While NLTK comes with a number of corpora that have been pre-processed (often manually) to various degrees, conceptually each layer relies on the processing in the adjacent lower layer. Tokenization comes first; then words are tagged; then groups of words are parsed into grammatical elements, like noun phrases or sentences (according to one of several techniques, each with advantages and drawbacks); and finally sentences or other grammatical units can be classified. Along the way, NLTK gives you the ability to generate statistics about occurrences of various elements, and draw graphs that represent either the processing itself, or statistical aggregates in results.
In this article, you'll see some relatively fleshed-out examples from the lower-level capabilities, but most of the higher-level capabilities will be simply described abstractly. Let's now take the first steps past text processing, narrowly construed.

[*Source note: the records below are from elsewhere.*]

//! Per-slot dispatch worker.
//!
//! Each worker pulls one task at a time from the shared queue and drives it
//! to a terminal state against its own backend:
//!
//! 1. skip it if the expected output directory already holds a render,
//! 2. submit the merged settings, retrying transport failures forever,
//! 3. poll every returned job until `SUCCEEDED` or `FAILED`,
//! 4. copy the task's asset next to successful renders,
//!
//! then acknowledge it. A job the backend accepted but failed is a final
//! negative result and is not resubmitted.

use std::path::{Path, PathBuf};
use std::sync::Arc;

use serde_json::Value;

use framefarm_backend::api::{BackendApiError, RenderBackend};
use framefarm_backend::messages::{BatchRequest, JobStatus, JobStatusResponse};
use framefarm_backend::payload::SettingsTemplate;
use framefarm_core::error::DispatchError;
use framefarm_core::naming;
use framefarm_core::retry::RetryPolicy;
use framefarm_core::types::{Task, WorkerSlot};

use crate::queue::{Dequeued, TaskQueue};

/// Run-wide settings shared by every worker.
#[derive(Debug)]
pub struct WorkerContext {
    pub settings: SettingsTemplate,
    /// Root under which the backend writes `batch_{n}` directories.
    pub output_root: PathBuf,
    /// Wait between failed submission attempts.
    pub submit_retry: RetryPolicy,
    /// Wait between status polls (also applied after a failed poll).
    pub poll_interval: RetryPolicy,
}

/// How one task ended.
#[derive(Debug, Clone, PartialEq, Eq)]
pub enum TaskOutcome {
    /// A render already existed; nothing was sent to the backend.
    AlreadyRendered,
    /// The task's configuration document could not be used.
    Invalid,
    /// Submitted and every returned job reached a terminal status.
    Resolved {
        submit_attempts: usize,
        succeeded: usize,
        failed: usize,
        assets_copied: usize,
    },
}

/// Counters accumulated by one worker over its lifetime.
#[derive(Debug, Default, Clone, Copy, PartialEq, Eq)]
pub struct WorkerReport {
    pub processed: usize,
    pub skipped: usize,
    pub invalid: usize,
    pub submit_attempts: usize,
    pub jobs_succeeded: usize,
    pub jobs_failed: usize,
    pub assets_copied: usize,
}

impl WorkerReport {
    pub fn record(&mut self, outcome: &TaskOutcome) {
        self.processed += 1;
        match *outcome {
            TaskOutcome::AlreadyRendered => self.skipped += 1,
            TaskOutcome::Invalid => self.invalid += 1,
            TaskOutcome::Resolved {
                submit_attempts,
                succeeded,
                failed,
                assets_copied,
            } => {
                self.submit_attempts += submit_attempts;
                self.jobs_succeeded += succeeded;
                self.jobs_failed += failed;
                self.assets_copied += assets_copied;
            }
        }
    }

    pub fn merge(&mut self, other: &WorkerReport) {
        self.processed += other.processed;
        self.skipped += other.skipped;
        self.invalid += other.invalid;
        self.submit_attempts += other.submit_attempts;
        self.jobs_succeeded += other.jobs_succeeded;
        self.jobs_failed += other.jobs_failed;
        self.assets_copied += other.assets_copied;
    }
}

/// Dispatch worker bound to one slot and its backend.
pub struct DispatchWorker<B> {
    slot: WorkerSlot,
    backend: B,
    queue: Arc<TaskQueue>,
    ctx: Arc<WorkerContext>,
}

impl<B: RenderBackend> DispatchWorker<B> {
    pub fn new(slot: WorkerSlot, backend: B, queue: Arc<TaskQueue>, ctx: Arc<WorkerContext>) -> Self {
        Self {
            slot,
            backend,
            queue,
            ctx,
        }
    }

    pub fn slot(&self) -> WorkerSlot {
        self.slot
    }

    /// Process tasks until the queue sends a close signal.
    pub async fn run(self) -> WorkerReport {
        tracing::info!(slot = self.slot.device, port = self.slot.port, "Worker started");
        let mut report = WorkerReport::default();

        loop {
            match self.queue.get().await {
                Dequeued::Closed => break,
                Dequeued::Task(task) => {
                    let outcome = self.process(&task).await;
                    report.record(&outcome);
                    self.queue.ack();
                }
            }
        }

        tracing::info!(
            slot = self.slot.device,
            processed = report.processed,
            skipped = report.skipped,
            "Worker exiting",
        );
        report
    }

    /// Drive one task to a terminal state. Never gives up on a submission.
    pub async fn process(&self, task: &Task) -> TaskOutcome {
        let n = task.number();
        let output_dir = naming::expected_output_dir(&self.ctx.output_root, n);

        if has_rendered_output(&output_dir).await {
            tracing::info!(
                task_index = task.index,
                dir = %output_dir.display(),
                "Already rendered, skipping",
            );
            return TaskOutcome::AlreadyRendered;
        }

        let request = match self.build_request(task).await {
            Ok(request) => request,
            Err(e) => {
                tracing::error!(task_index = task.index, error = %e, "Unusable task configuration");
                return TaskOutcome::Invalid;
            }
        };

        let (job_ids, submit_attempts) = self.submit_until_accepted(task, &request).await;
        if job_ids.is_empty() {
            tracing::warn!(task_index = task.index, "Backend accepted the batch but returned no job ids");
        } else {
            tracing::info!(task_index = task.index, slot = self.slot.device, ?job_ids, "Batch submitted");
        }

        let mut succeeded = 0;
        let mut failed = 0;
        let mut assets_copied = 0;

        for job_id in &job_ids {
            let status = self.poll_until_terminal(task, job_id).await;
            if status.status == JobStatus::Succeeded {
                succeeded += 1;
                tracing::info!(task_index = task.index, job_id = %job_id, "Job succeeded");
                match status.outdir.as_deref() {
                    Some(outdir) => match copy_asset(task, Path::new(outdir)).await {
                        Ok(target) => {
                            assets_copied += 1;
                            tracing::info!(
                                task_index = task.index,
                                target = %target.display(),
                                "Asset copied next to render",
                            );
                        }
                        Err(e) => {
                            tracing::error!(task_index = task.index, error = %e, "Failed to copy asset");
                        }
                    },
                    None => {
                        tracing::warn!(
                            task_index = task.index,
                            job_id = %job_id,
                            "Job succeeded without reporting an output directory",
                        );
                    }
                }
            } else {
                failed += 1;
                let err = DispatchError::JobFailed {
                    job_id: job_id.clone(),
                    status: status.status.to_string(),
                };
                tracing::error!(
                    task_index = task.index,
                    error = %err,
                    message = status.message.as_deref().unwrap_or(""),
                    "Job did not succeed",
                );
            }
        }

        TaskOutcome::Resolved {
            submit_attempts,
            succeeded,
            failed,
            assets_copied,
        }
    }

    /// Read the task's schedule and merge it into the settings template.
    async fn build_request(&self, task: &Task) -> Result<BatchRequest, DispatchError> {
        let raw = tokio::fs::read_to_string(&task.config_path)
            .await
            .map_err(|source| DispatchError::Io {
                path: task.config_path.clone(),
                source,
            })?;
        let schedule: Value = serde_json::from_str(&raw).map_err(|e| {
            DispatchError::Configuration(format!(
                "{} is not valid JSON: {e}",
                task.config_path.display()
            ))
        })?;
        self.ctx.settings.batch_request(task.number(), &schedule)
    }

    /// Post `request` until the backend accepts it. Returns the job ids and
    /// the number of attempts made.
    async fn submit_until_accepted(&self, task: &Task, request: &BatchRequest) -> (Vec<String>, usize) {
        let mut attempt = 0;
        loop {
            attempt += 1;
            match self.backend.submit_batch(request).await {
                Ok(response) => return (response.job_ids, attempt),
                Err(e) => {
                    let err = submission_error(e);
                    tracing::warn!(
                        task_index = task.index,
                        slot = self.slot.device,
                        port = self.slot.port,
                        attempt,
                        error = %err,
                        "Submission failed, retrying",
                    );
                    self.ctx.submit_retry.wait().await;
                }
            }
        }
    }

    /// Poll `job_id` until it reaches a terminal status. Transport failures
    /// are retried on the poll interval.
    async fn poll_until_terminal(&self, task: &Task, job_id: &str) -> JobStatusResponse {
        loop {
            match self.backend.job_status(job_id).await {
                Ok(status) if status.status.is_terminal() => return status,
                Ok(status) => {
                    tracing::debug!(task_index = task.index, job_id, status = %status.status, "Job not finished");
                }
                Err(e) => {
                    let err = poll_error(job_id, e);
                    tracing::warn!(task_index = task.index, error = %err, "Status poll failed, retrying");
                }
            }
            self.ctx.poll_interval.wait().await;
        }
    }
}

fn submission_error(e: BackendApiError) -> DispatchError {
    DispatchError::Submission(e.to_string())
}

fn poll_error(job_id: &str, e: BackendApiError) -> DispatchError {
    DispatchError::Poll {
        job_id: job_id.to_string(),
        reason: e.to_string(),
    }
}

/// Whether `dir` already contains a finished render.
pub async fn has_rendered_output(dir: &Path) -> bool {
    let mut entries = match tokio::fs::read_dir(dir).await {
        Ok(entries) => entries,
        Err(_) => return false,
    };
    while let Ok(Some(entry)) = entries.next_entry().await {
        // Follows symlinks, so a linked render still counts.
        let is_file = tokio::fs::metadata(entry.path())
            .await
            .is_ok_and(|meta| meta.is_file());
        if is_file && naming::is_rendered_output(&entry.file_name().to_string_lossy()) {
            return true;
        }
    }
    false
}

/// Copy the task's auxiliary asset into `outdir`. Returns the target path.
pub async fn copy_asset(task: &Task, outdir: &Path) -> Result<PathBuf, DispatchError> {
    let target = outdir.join(naming::asset_file_name(task.number()));
    tokio::fs::create_dir_all(outdir)
        .await
        .map_err(|source| DispatchError::Io {
            path: outdir.to_path_buf(),
            source,
        })?;
    tokio::fs::copy(&task.asset_path, &target)
        .await
        .map_err(|source| DispatchError::Io {
            path: task.asset_path.clone(),
            source,
        })?;
    Ok(target)
}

Much of what you can do with NLTK, particularly at its lower levels, is not that much different from what you can do with Python's basic data structures. But NLTK provides a set of regularized interfaces that are relied on and utilized at higher levels, in addition to simply providing convenient classes to hold tokenized and tagged texts.

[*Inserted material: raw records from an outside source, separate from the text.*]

//! Fixed-delay retry policy shared by job submission and status polling.
//!
//! There is no attempt cap: callers loop until the operation succeeds. The
//! policy only describes how long to wait between attempts.

use std::time::Duration;

use rand::Rng;

/// Default wait between attempts.
pub const DEFAULT_RETRY_DELAY: Duration = Duration::from_secs(5);

/// How long to wait between attempts of an operation.
#[derive(Debug, Clone, Copy, PartialEq, Eq)]
pub struct RetryPolicy {
    /// Base delay applied after every failed attempt.
    pub delay: Duration,
    /// Upper bound of a uniformly random extra delay. Zero disables jitter.
    pub jitter: Duration,
}

impl Default for RetryPolicy {
    fn default() -> Self {
        Self::fixed(DEFAULT_RETRY_DELAY)
    }
}

impl RetryPolicy {
    /// Constant delay, no jitter.
    pub fn fixed(delay: Duration) -> Self {
        Self {
            delay,
            jitter: Duration::ZERO,
        }
    }

    pub fn with_jitter(mut self, jitter: Duration) -> Self {
        self.jitter = jitter;
        self
    }

    /// Delay to apply before the next attempt.
    pub fn next_delay(&self) -> Duration {
        if self.jitter.is_zero() {
            return self.delay;
        }
        let bound = u64::try_from(self.jitter.as_millis()).unwrap_or(u64::MAX);
        let extra_ms = rand::rng().random_range(0..=bound);
        self.delay.saturating_add(Duration::from_millis(extra_ms))
    }

    /// Sleep for [`next_delay`](Self::next_delay).
    pub async fn wait(&self) {
        tokio::time::sleep(self.next_delay()).await;
    }
}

In particular, the class nltk.tokenizer.Token is used widely to
store annotated segments of text; these annotations can mark a number
of different features, including parts-of-speech, subtoken structures,
offsets of a token within a larger text, morphological stems,
grammatical sentence components, and so on. In fact, a Token is a
special kind of dictionary -- and is accessed in the fashion of a
dictionary -- so it can contain whatever keys you like. A few special
keys are used in NLTK, different ones by the various subpackages.

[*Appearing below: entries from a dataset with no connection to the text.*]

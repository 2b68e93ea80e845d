//! End-to-end tests of the worker pool wiring with in-memory backends.

mod common;

use std::collections::HashSet;
use std::time::Duration;

use assert_matches::assert_matches;
use async_trait::async_trait;
use clap::Parser;

use framefarm_backend::api::{BackendApiError, RenderBackend};
use framefarm_backend::messages::{BatchRequest, JobStatusResponse, SubmitResponse};
use framefarm_core::error::DispatchError;
use framefarm_core::naming;
use framefarm_core::shard::NodeConfig;
use framefarm_core::types::WorkerSlot;
use framefarm_dispatch::config::{Cli, DispatchConfig};
use framefarm_dispatch::orchestrator::{dispatch, Orchestrator};

use common::{build_dataset, fast_context, FakeBackend, Script};

fn slots(n: u32) -> Vec<WorkerSlot> {
    (0..n)
        .map(|device| WorkerSlot {
            device,
            port: 52361 + device as u16,
        })
        .collect()
}

// ---------------------------------------------------------------------------
// Test: every task is processed exactly once across all workers
// ---------------------------------------------------------------------------

/// Three workers over 25 tasks submit every batch exactly once and copy
/// every asset.
#[tokio::test]
async fn every_task_is_dispatched_exactly_once() {
    let data = tempfile::tempdir().unwrap();
    let out = tempfile::tempdir().unwrap();
    let tasks = build_dataset(data.path(), 25);

    let backends: Vec<_> = slots(3)
        .into_iter()
        .map(|slot| (slot, FakeBackend::new(Script::default(), out.path())))
        .collect();
    let fakes: Vec<FakeBackend> = backends.iter().map(|(_, b)| b.clone()).collect();

    let summary = tokio::time::timeout(
        Duration::from_secs(30),
        dispatch(tasks, backends, fast_context(out.path()), 2),
    )
    .await
    .expect("dispatch should finish")
    .unwrap();

    assert!(summary.drained());
    assert_eq!(summary.workers, 3);
    assert_eq!(summary.workers_lost, 0);
    assert_eq!(summary.totals.processed, 25);
    assert_eq!(summary.totals.jobs_succeeded, 25);
    assert_eq!(summary.totals.assets_copied, 25);

    let batches: Vec<String> = fakes.iter().flat_map(|f| f.accepted_batches()).collect();
    let unique: HashSet<&String> = batches.iter().collect();
    assert_eq!(batches.len(), 25);
    assert_eq!(unique.len(), 25);

    for n in 1..=25 {
        let copied = out.path().join(naming::batch_name(n)).join(naming::asset_file_name(n));
        assert!(copied.exists(), "missing asset for task {n}");
    }
}

// ---------------------------------------------------------------------------
// Test: a second run over the same output skips everything already rendered
// ---------------------------------------------------------------------------

/// Tasks with an existing render are skipped; only the rest are submitted.
#[tokio::test]
async fn rerun_skips_finished_tasks() {
    let data = tempfile::tempdir().unwrap();
    let out = tempfile::tempdir().unwrap();
    let tasks = build_dataset(data.path(), 6);

    for n in [1, 2, 5] {
        let dir = naming::expected_output_dir(out.path(), n);
        std::fs::create_dir_all(&dir).unwrap();
        std::fs::write(dir.join("render.mp4"), b"").unwrap();
    }

    let backends: Vec<_> = slots(2)
        .into_iter()
        .map(|slot| (slot, FakeBackend::new(Script::default(), out.path())))
        .collect();
    let fakes: Vec<FakeBackend> = backends.iter().map(|(_, b)| b.clone()).collect();

    let summary = dispatch(tasks, backends, fast_context(out.path()), 10).await.unwrap();

    assert_eq!(summary.totals.processed, 6);
    assert_eq!(summary.totals.skipped, 3);
    let mut submitted: Vec<String> = fakes.iter().flat_map(|f| f.accepted_batches()).collect();
    submitted.sort();
    assert_eq!(submitted, vec!["batch_3", "batch_4", "batch_6"]);
}

// ---------------------------------------------------------------------------
// Test: a slow-starting backend delays but does not lose its tasks
// ---------------------------------------------------------------------------

/// A backend that rejects its first submissions delays its worker without
/// losing any task.
#[tokio::test]
async fn slow_backend_startup_is_absorbed_by_retries() {
    let data = tempfile::tempdir().unwrap();
    let out = tempfile::tempdir().unwrap();
    let tasks = build_dataset(data.path(), 8);

    let mut backends = Vec::new();
    for (i, slot) in slots(2).into_iter().enumerate() {
        let script = Script {
            failing_submits: if i == 0 { 5 } else { 0 },
            ..Default::default()
        };
        backends.push((slot, FakeBackend::new(script, out.path())));
    }

    let summary = dispatch(tasks, backends, fast_context(out.path()), 1).await.unwrap();

    assert!(summary.drained());
    assert_eq!(summary.totals.jobs_succeeded, 8);
    assert_eq!(summary.totals.submit_attempts, 8 + 5);
}

// ---------------------------------------------------------------------------
// Test: an empty pool is rejected instead of blocking forever
// ---------------------------------------------------------------------------

/// An empty worker pool is rejected instead of blocking forever.
#[tokio::test]
async fn dispatch_without_slots_is_configuration_error() {
    let data = tempfile::tempdir().unwrap();
    let out = tempfile::tempdir().unwrap();
    let tasks = build_dataset(data.path(), 1);

    let result = dispatch::<FakeBackend>(tasks, Vec::new(), fast_context(out.path()), 1).await;
    assert_matches!(result, Err(DispatchError::Configuration(_)));
}

// ---------------------------------------------------------------------------
// Test: an empty shard drains immediately
// ---------------------------------------------------------------------------

/// With no tasks the pool starts, closes and reports a drained shard.
#[tokio::test]
async fn empty_shard_drains_immediately() {
    let out = tempfile::tempdir().unwrap();
    let backends = vec![(slots(1)[0], FakeBackend::new(Script::default(), out.path()))];

    let summary = tokio::time::timeout(
        Duration::from_secs(5),
        dispatch(Vec::new(), backends, fast_context(out.path()), 1),
    )
    .await
    .expect("no tasks means no waiting")
    .unwrap();

    assert!(summary.drained());
    assert_eq!(summary.totals.processed, 0);
}

// ---------------------------------------------------------------------------
// Test: a crashing worker ends the run as not drained instead of hanging
// ---------------------------------------------------------------------------

/// Backend whose submissions bring down the calling worker.
struct CrashingBackend;

#[async_trait]
impl RenderBackend for CrashingBackend {
    async fn submit_batch(&self, _request: &BatchRequest) -> Result<SubmitResponse, BackendApiError> {
        panic!("render client crashed");
    }

    async fn job_status(&self, _job_id: &str) -> Result<JobStatusResponse, BackendApiError> {
        panic!("render client crashed");
    }
}

/// A worker that dies mid-task is reported as lost and the shard as not
/// drained, so the caller can fail the run.
#[tokio::test]
async fn crashed_worker_is_reported_not_drained() {
    let data = tempfile::tempdir().unwrap();
    let out = tempfile::tempdir().unwrap();
    let tasks = build_dataset(data.path(), 1);

    let backends = vec![(slots(1)[0], CrashingBackend)];

    let summary = tokio::time::timeout(
        Duration::from_secs(10),
        dispatch(tasks, backends, fast_context(out.path()), 1),
    )
    .await
    .expect("dispatch must return after the worker dies")
    .unwrap();

    assert_eq!(summary.workers, 1);
    assert_eq!(summary.workers_lost, 1);
    assert_eq!(summary.totals.processed, 0);
    assert!(!summary.drained());
}

// ---------------------------------------------------------------------------
// Test: a backend that cannot be started aborts the whole run
// ---------------------------------------------------------------------------

/// `Orchestrator::run` loads the settings, derives slots and surfaces a
/// spawn failure as `BackendLaunch` for the first slot.
#[tokio::test]
async fn unlaunchable_backend_aborts_run() {
    let data = tempfile::tempdir().unwrap();
    let out = tempfile::tempdir().unwrap();
    build_dataset(data.path(), 2);
    let settings = data.path().join("settings.json");
    std::fs::write(&settings, r#"{ "W": 512, "H": 512 }"#).unwrap();

    let cli = Cli::try_parse_from([
        "framefarm",
        "--local",
        "--dataset-path",
        data.path().to_str().unwrap(),
        "--settings-path",
        settings.to_str().unwrap(),
        "--path",
        out.path().to_str().unwrap(),
        "--count",
        "2",
        "--backend-command",
        "/nonexistent/framefarm-render-service",
    ])
    .unwrap();
    let config = DispatchConfig::from_cli(cli, NodeConfig::single()).unwrap();

    let result = tokio::time::timeout(Duration::from_secs(30), Orchestrator::new(config).run())
        .await
        .expect("launch failure must not hang");

    assert_matches!(result, Err(DispatchError::BackendLaunch { slot: 0, .. }));
}

/// A settings template that is not a JSON object is rejected before any
/// backend is started.
#[tokio::test]
async fn invalid_settings_template_aborts_run() {
    let data = tempfile::tempdir().unwrap();
    let out = tempfile::tempdir().unwrap();
    let settings = data.path().join("settings.json");
    std::fs::write(&settings, "[1, 2, 3]").unwrap();

    let cli = Cli::try_parse_from([
        "framefarm",
        "--local",
        "--dataset-path",
        data.path().to_str().unwrap(),
        "--settings-path",
        settings.to_str().unwrap(),
        "--path",
        out.path().to_str().unwrap(),
        "--count",
        "2",
        "--backend-command",
        "/nonexistent/framefarm-render-service",
    ])
    .unwrap();
    let config = DispatchConfig::from_cli(cli, NodeConfig::single()).unwrap();

    let result = Orchestrator::new(config).run().await;
    assert_matches!(result, Err(DispatchError::Configuration(_)));
}
use std::path::PathBuf;

/// Failure modes of a dispatch run.
///
/// `Configuration` and `BackendLaunch` are fatal and surface before any task
/// is processed. `Submission` and `Poll` are transient and retried by the
/// worker. `JobFailed` is terminal for one job but never aborts the run.
#[derive(Debug, thiserror::Error)]
pub enum DispatchError {
    #[error("Configuration error: {0}")]
    Configuration(String),

    #[error("Failed to launch backend for slot {slot} on port {port}: {reason}")]
    BackendLaunch { slot: u32, port: u16, reason: String },

    #[error("Submission failed: {0}")]
    Submission(String),

    #[error("Status poll failed for job {job_id}: {reason}")]
    Poll { job_id: String, reason: String },

    #[error("Job {job_id} finished with status {status}")]
    JobFailed { job_id: String, status: String },

    #[error("I/O error on {path}: {source}")]
    Io {
        path: PathBuf,
        #[source]
        source: std::io::Error,
    },
}

impl DispatchError {
    /// Whether the worker should keep retrying after this error.
    pub fn is_transient(&self) -> bool {
        matches!(self, Self::Submission(_) | Self::Poll { .. })
    }
}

Let's look briefly at creating a token and breaking it into subtokens:
Listing 1. A first look at the nltk.tokenizer.Token class
>>> from nltk.tokenizer import * >>> t = Token(TEXT='This is my first test sentence') >>> WSTokenizer().tokenize(t, addlocs=True) # break on whitespace >>> print t['TEXT'] This is my first test sentence >>> print t['SUBTOKENS'] [<This>@[0:4c], <is>@[5:7c], <my>@[8:10c], <first>@[11:16c], <test>@[17:21c], <sentence>@[22:30c]] >>> t['foo'] = 'bar' >>> t <TEXT='This is my first test sentence', foo='bar', SUBTOKENS=[<This>@[0:4c], <is>@[5:7c], <my>@[8:10c], <first>@[11:16c], <test>@[17:21c], <sentence>@[22:30c]]> >>> print t['SUBTOKENS'][0] <This>@[0:4c] >>> print type(t['SUBTOKENS'][0]) <class 'nltk.token.SafeToken'> |
One fairly simple thing you are likely to do with linguistic corpora is analyze frequencies of various events within them, and make probability predictions based on these known frequencies. NLTK supports a variety of techniques for projecting probabilities based on raw frequency data. I will not cover those here (see the Probability tutorial listed in Resources), but suffice it to say that what you are warranted to expect has a slightly fuzzy relationship to what you already know (beyond the obvious scaling/normalization).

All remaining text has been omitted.